-- Dataset excerpts --
++++++++++++++++++++

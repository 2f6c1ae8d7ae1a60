use std::collections::BTreeMap;

use serde::{Deserialize, Serialize};

use crate::Hertz;

/// Intermediate sample rate used by the wide FM chain.
pub const IF_SAMPLE_RATE: Hertz = Hertz(240_000);

/// Demodulation mode.
#[derive(Debug, Clone, Copy, PartialEq, Eq, Hash, Default, Serialize, Deserialize)]
#[serde(rename_all = "SCREAMING_SNAKE_CASE")]
pub enum Mode {
    #[default]
    Am,
    Fm,
    Wfm,
    Usb,
    Lsb,
    CwUsb,
    CwLsb,
}

impl Mode {
    pub const ALL: [Mode; 7] = [
        Mode::Am,
        Mode::Fm,
        Mode::Wfm,
        Mode::Usb,
        Mode::Lsb,
        Mode::CwUsb,
        Mode::CwLsb,
    ];

    pub fn label(&self) -> &'static str {
        match self {
            Self::Am => "AM",
            Self::Fm => "FM",
            Self::Wfm => "WFM",
            Self::Usb => "USB",
            Self::Lsb => "LSB",
            Self::CwUsb => "CW_USB",
            Self::CwLsb => "CW_LSB",
        }
    }

    /// Case-insensitive lookup by label. A bare `CW` means upper-sideband CW.
    pub fn from_label(label: &str) -> Option<Self> {
        let label = label.trim().to_ascii_uppercase();
        if label == "CW" {
            return Some(Self::CwUsb);
        }
        Self::ALL.into_iter().find(|mode| mode.label() == label)
    }

    pub fn is_cw(&self) -> bool {
        matches!(self, Self::CwUsb | Self::CwLsb)
    }

    /// True for the phasing-method single sideband modes, CW included.
    pub fn is_sideband(&self) -> bool {
        matches!(self, Self::Usb | Self::Lsb | Self::CwUsb | Self::CwLsb)
    }
}

impl std::fmt::Display for Mode {
    fn fmt(&self, f: &mut std::fmt::Formatter<'_>) -> std::fmt::Result {
        f.write_str(self.label())
    }
}

/// IF filter width selector.
#[derive(Debug, Clone, Copy, PartialEq, Eq, Hash, Default, Serialize, Deserialize)]
#[serde(rename_all = "lowercase")]
pub enum BandwidthMode {
    Wide,
    #[default]
    Medium,
    Narrow,
}

/// Gain control strategy.
#[derive(Debug, Clone, Copy, PartialEq, Eq, Default, Serialize, Deserialize)]
#[serde(rename_all = "lowercase")]
pub enum AgcMode {
    /// Software AGC, fast decay.
    #[default]
    Fast,
    /// Software AGC, slow decay.
    Slow,
    /// Let the tuner hardware manage gain.
    Hardware,
    Off,
}

/// Everything the tuning arithmetic reads.
#[derive(Debug, Clone, PartialEq, Serialize, Deserialize)]
#[serde(default)]
pub struct TunerState {
    pub base_frequency: Hertz,
    pub mode: Mode,
    pub sample_rate: Hertz,
    pub audio_rate: Hertz,
    #[serde(skip, default = "if_sample_rate")]
    pub if_sample_rate: Hertz,
    pub upconvert_enabled: bool,
    /// Upconversion applies at or below this frequency.
    pub upconvert_threshold: Hertz,
    pub upconvert_lo_frequency: Hertz,
    pub offset_enabled: bool,
    /// Requested digital mixer offset in Hz, signed.
    pub offset_frequency: f64,
    pub correction_ppm: f64,
    pub correction_ppm_upconvert: f64,
    pub cw_base: Hertz,
    pub bandwidth_mode: BandwidthMode,
}

fn if_sample_rate() -> Hertz {
    IF_SAMPLE_RATE
}

impl Default for TunerState {
    fn default() -> Self {
        Self {
            base_frequency: Hertz::mhz(10),
            mode: Mode::Am,
            sample_rate: Hertz(2_400_000),
            audio_rate: Hertz(48_000),
            if_sample_rate: IF_SAMPLE_RATE,
            upconvert_enabled: false,
            upconvert_threshold: Hertz::mhz(24),
            upconvert_lo_frequency: Hertz::mhz(125),
            offset_enabled: false,
            offset_frequency: -10_000.0,
            correction_ppm: 0.0,
            correction_ppm_upconvert: 0.0,
            cw_base: Hertz(750),
            bandwidth_mode: BandwidthMode::Medium,
        }
    }
}

/// Receiver controls that do not feed the tuning arithmetic.
#[derive(Debug, Clone, PartialEq, Serialize, Deserialize)]
#[serde(default)]
pub struct ReceiverSettings {
    /// Device driver name, e.g. `sim`.
    pub device: String,
    pub antenna: Option<String>,
    /// RF front-end bandwidth.
    pub rf_bandwidth: Option<Hertz>,
    pub agc_mode: AgcMode,
    pub dc_offset_correction: bool,
    pub iq_balance_correction: bool,
    /// Audio gain control position, 0..=1.
    pub af_gain: f32,
    /// Squelch threshold in dB.
    pub squelch_level: f32,
    pub fft_size: usize,
    /// Spectrum frames per second.
    pub frame_rate: u32,
    /// FFT averaging factor; 1.0 disables averaging.
    pub fft_average: f32,
    pub audio_device: String,
    pub waterfall_bias: f32,
    pub db_scale_lo: f32,
    pub db_scale_hi: f32,
    /// Gain per named stage, in dB. Must stay last: a TOML table follows plain keys.
    pub gains: BTreeMap<String, f64>,
}

impl ReceiverSettings {
    pub const DEFAULT_GAIN: f64 = 50.0;

    pub fn gain_for(&self, stage: &str) -> f64 {
        self.gains.get(stage).copied().unwrap_or(Self::DEFAULT_GAIN)
    }
}

impl Default for ReceiverSettings {
    fn default() -> Self {
        Self {
            device: "sim".to_string(),
            antenna: None,
            rf_bandwidth: None,
            gains: BTreeMap::new(),
            agc_mode: AgcMode::Fast,
            dc_offset_correction: false,
            iq_balance_correction: false,
            af_gain: 0.25,
            squelch_level: -130.0,
            fft_size: 4096,
            frame_rate: 10,
            fft_average: 0.5,
            audio_device: "null".to_string(),
            waterfall_bias: 150.0,
            db_scale_lo: -140.0,
            db_scale_hi: 10.0,
        }
    }
}

/// Lifecycle of a receive session.
#[derive(Debug, Clone, PartialEq, Eq)]
pub enum SessionStatus {
    /// No device answered the probe; start is disabled.
    NoDevice,
    Stopped,
    Running,
    /// The last reconfigure failed; waiting for the user to retry.
    Errored(String),
}

/// Current state of the SDR engine.
#[derive(Debug, Clone)]
pub struct EngineState {
    /// Frequency the front end is tuned to
    pub center_frequency: Hertz,
    /// Sample rate
    pub sample_rate: Hertz,
    /// FFT size (number of bins)
    pub fft_size: usize,
    pub mode: Mode,
    pub session: SessionStatus,
    /// One-line human readable status
    pub status: String,
}
//! Collaborators that run without radio hardware.
//!
//! The front end only records what it is asked to do. Filter design and the
//! spectrum branch are real rustradio work.

mod designer;
mod front_end;
mod graph;

pub use designer::RustradioDesigner;
pub use front_end::SimulatedFrontEnd;
pub use graph::{NULL_AUDIO_DEVICE, RustradioFlowGraph, SIM_TONE_HZ};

++++++++++++++++++++

Each entry above must be printed exactly as written.

-- Answer below --
repository 2f6c1ae8d7ae1a60
use std::collections::BTreeMap;

use serde::{Deserialize, Serialize};

use crate::Hertz;

/// Intermediate sample rate used by the wide FM chain.
pub const IF_SAMPLE_RATE: Hertz = Hertz(240_000);

/// Demodulation mode.
#[derive(Debug, Clone, Copy, PartialEq, Eq, Hash, Default, Serialize, Deserialize)]
#[serde(rename_all = "SCREAMING_SNAKE_CASE")]
pub enum Mode {
    #[default]
    Am,
    Fm,
    Wfm,
    Usb,
    Lsb,
    CwUsb,
    CwLsb,
}

impl Mode {
    pub const ALL: [Mode; 7] = [
        Mode::Am,
        Mode::Fm,
        Mode::Wfm,
        Mode::Usb,
        Mode::Lsb,
        Mode::CwUsb,
        Mode::CwLsb,
    ];

    pub fn label(&self) -> &'static str {
        match self {
            Self::Am => "AM",
            Self::Fm => "FM",
            Self::Wfm => "WFM",
            Self::Usb => "USB",
            Self::Lsb => "LSB",
            Self::CwUsb => "CW_USB",
            Self::CwLsb => "CW_LSB",
        }
    }

    /// Case-insensitive lookup by label. A bare `CW` means upper-sideband CW.
    pub fn from_label(label: &str) -> Option<Self> {
        let label = label.trim().to_ascii_uppercase();
        if label == "CW" {
            return Some(Self::CwUsb);
        }
        Self::ALL.into_iter().find(|mode| mode.label() == label)
    }

    pub fn is_cw(&self) -> bool {
        matches!(self, Self::CwUsb | Self::CwLsb)
    }

    /// True for the phasing-method single sideband modes, CW included.
    pub fn is_sideband(&self) -> bool {
        matches!(self, Self::Usb | Self::Lsb | Self::CwUsb | Self::CwLsb)
    }
}

impl std::fmt::Display for Mode {
    fn fmt(&self, f: &mut std::fmt::Formatter<'_>) -> std::fmt::Result {
        f.write_str(self.label())
    }
}

/// IF filter width selector.
#[derive(Debug, Clone, Copy, PartialEq, Eq, Hash, Default, Serialize, Deserialize)]
#[serde(rename_all = "lowercase")]
pub enum BandwidthMode {
    Wide,
    #[default]
    Medium,
    Narrow,
}

/// Gain control strategy.
#[derive(Debug, Clone, Copy, PartialEq, Eq, Default, Serialize, Deserialize)]
#[serde(rename_all = "lowercase")]
pub enum AgcMode {
    /// Software AGC, fast decay.
    #[default]
    Fast,
    /// Software AGC, slow decay.
    Slow,
    /// Let the tuner hardware manage gain.
    Hardware,
    Off,
}

/// Everything the tuning arithmetic reads.
#[derive(Debug, Clone, PartialEq, Serialize, Deserialize)]
#[serde(default)]
pub struct TunerState {
    pub base_frequency: Hertz,
    pub mode: Mode,
    pub sample_rate: Hertz,
    pub audio_rate: Hertz,
    #[serde(skip, default = "if_sample_rate")]
    pub if_sample_rate: Hertz,
    pub upconvert_enabled: bool,
    /// Upconversion applies at or below this frequency.
    pub upconvert_threshold: Hertz,
    pub upconvert_lo_frequency: Hertz,
    pub offset_enabled: bool,
    /// Requested digital mixer offset in Hz, signed.
    pub offset_frequency: f64,
    pub correction_ppm: f64,
    pub correction_ppm_upconvert: f64,
    pub cw_base: Hertz,
    pub bandwidth_mode: BandwidthMode,
}

fn if_sample_rate() -> Hertz {
    IF_SAMPLE_RATE
}

impl Default for TunerState {
    fn default() -> Self {
        Self {
            base_frequency: Hertz::mhz(10),
            mode: Mode::Am,
            sample_rate: Hertz(2_400_000),
            audio_rate: Hertz(48_000),
            if_sample_rate: IF_SAMPLE_RATE,
            upconvert_enabled: false,
            upconvert_threshold: Hertz::mhz(24),
            upconvert_lo_frequency: Hertz::mhz(125),
            offset_enabled: false,
            offset_frequency: -10_000.0,
            correction_ppm: 0.0,
            correction_ppm_upconvert: 0.0,
            cw_base: Hertz(750),
            bandwidth_mode: BandwidthMode::Medium,
        }
    }
}

/// Receiver controls that do not feed the tuning arithmetic.
#[derive(Debug, Clone, PartialEq, Serialize, Deserialize)]
#[serde(default)]
pub struct ReceiverSettings {
    /// Device driver name, e.g. `sim`.
    pub device: String,
    pub antenna: Option<String>,
    /// RF front-end bandwidth.
    pub rf_bandwidth: Option<Hertz>,
    pub agc_mode: AgcMode,
    pub dc_offset_correction: bool,
    pub iq_balance_correction: bool,
    /// Audio gain control position, 0..=1.
    pub af_gain: f32,
    /// Squelch threshold in dB.
    pub squelch_level: f32,
    pub fft_size: usize,
    /// Spectrum frames per second.
    pub frame_rate: u32,
    /// FFT averaging factor; 1.0 disables averaging.
    pub fft_average: f32,
    pub audio_device: String,
    pub waterfall_bias: f32,
    pub db_scale_lo: f32,
    pub db_scale_hi: f32,
    /// Gain per named stage, in dB. Must stay last: a TOML table follows plain keys.
    pub gains: BTreeMap<String, f64>,
}

impl ReceiverSettings {
    pub const DEFAULT_GAIN: f64 = 50.0;

    pub fn gain_for(&self, stage: &str) -> f64 {
        self.gains.get(stage).copied().unwrap_or(Self::DEFAULT_GAIN)
    }
}

impl Default for ReceiverSettings {
    fn default() -> Self {
        Self {
            device: "sim".to_string(),
            antenna: None,
            rf_bandwidth: None,
            gains: BTreeMap::new(),
            agc_mode: AgcMode::Fast,
            dc_offset_correction: false,
            iq_balance_correction: false,
            af_gain: 0.25,
            squelch_level: -130.0,
            fft_size: 4096,
            frame_rate: 10,
            fft_average: 0.5,
            audio_device: "null".to_string(),
            waterfall_bias: 150.0,
            db_scale_lo: -140.0,
            db_scale_hi: 10.0,
        }
    }
}

/// Lifecycle of a receive session.
#[derive(Debug, Clone, PartialEq, Eq)]
pub enum SessionStatus {
    /// No device answered the probe; start is disabled.
    NoDevice,
    Stopped,
    Running,
    /// The last reconfigure failed; waiting for the user to retry.
    Errored(String),
}

/// Current state of the SDR engine.
#[derive(Debug, Clone)]
pub struct EngineState {
    /// Frequency the front end is tuned to
    pub center_frequency: Hertz,
    /// Sample rate
    pub sample_rate: Hertz,
    /// FFT size (number of bins)
    pub fft_size: usize,
    pub mode: Mode,
    pub session: SessionStatus,
    /// One-line human readable status
    pub status: String,
}
//! Collaborators that run without radio hardware.
//!
//! The front end only records what it is asked to do. Filter design and the
//! spectrum branch are real rustradio work.

mod designer;
mod front_end;
mod graph;

pub use designer::RustradioDesigner;
pub use front_end::SimulatedFrontEnd;
pub use graph::{NULL_AUDIO_DEVICE, RustradioFlowGraph, SIM_TONE_HZ};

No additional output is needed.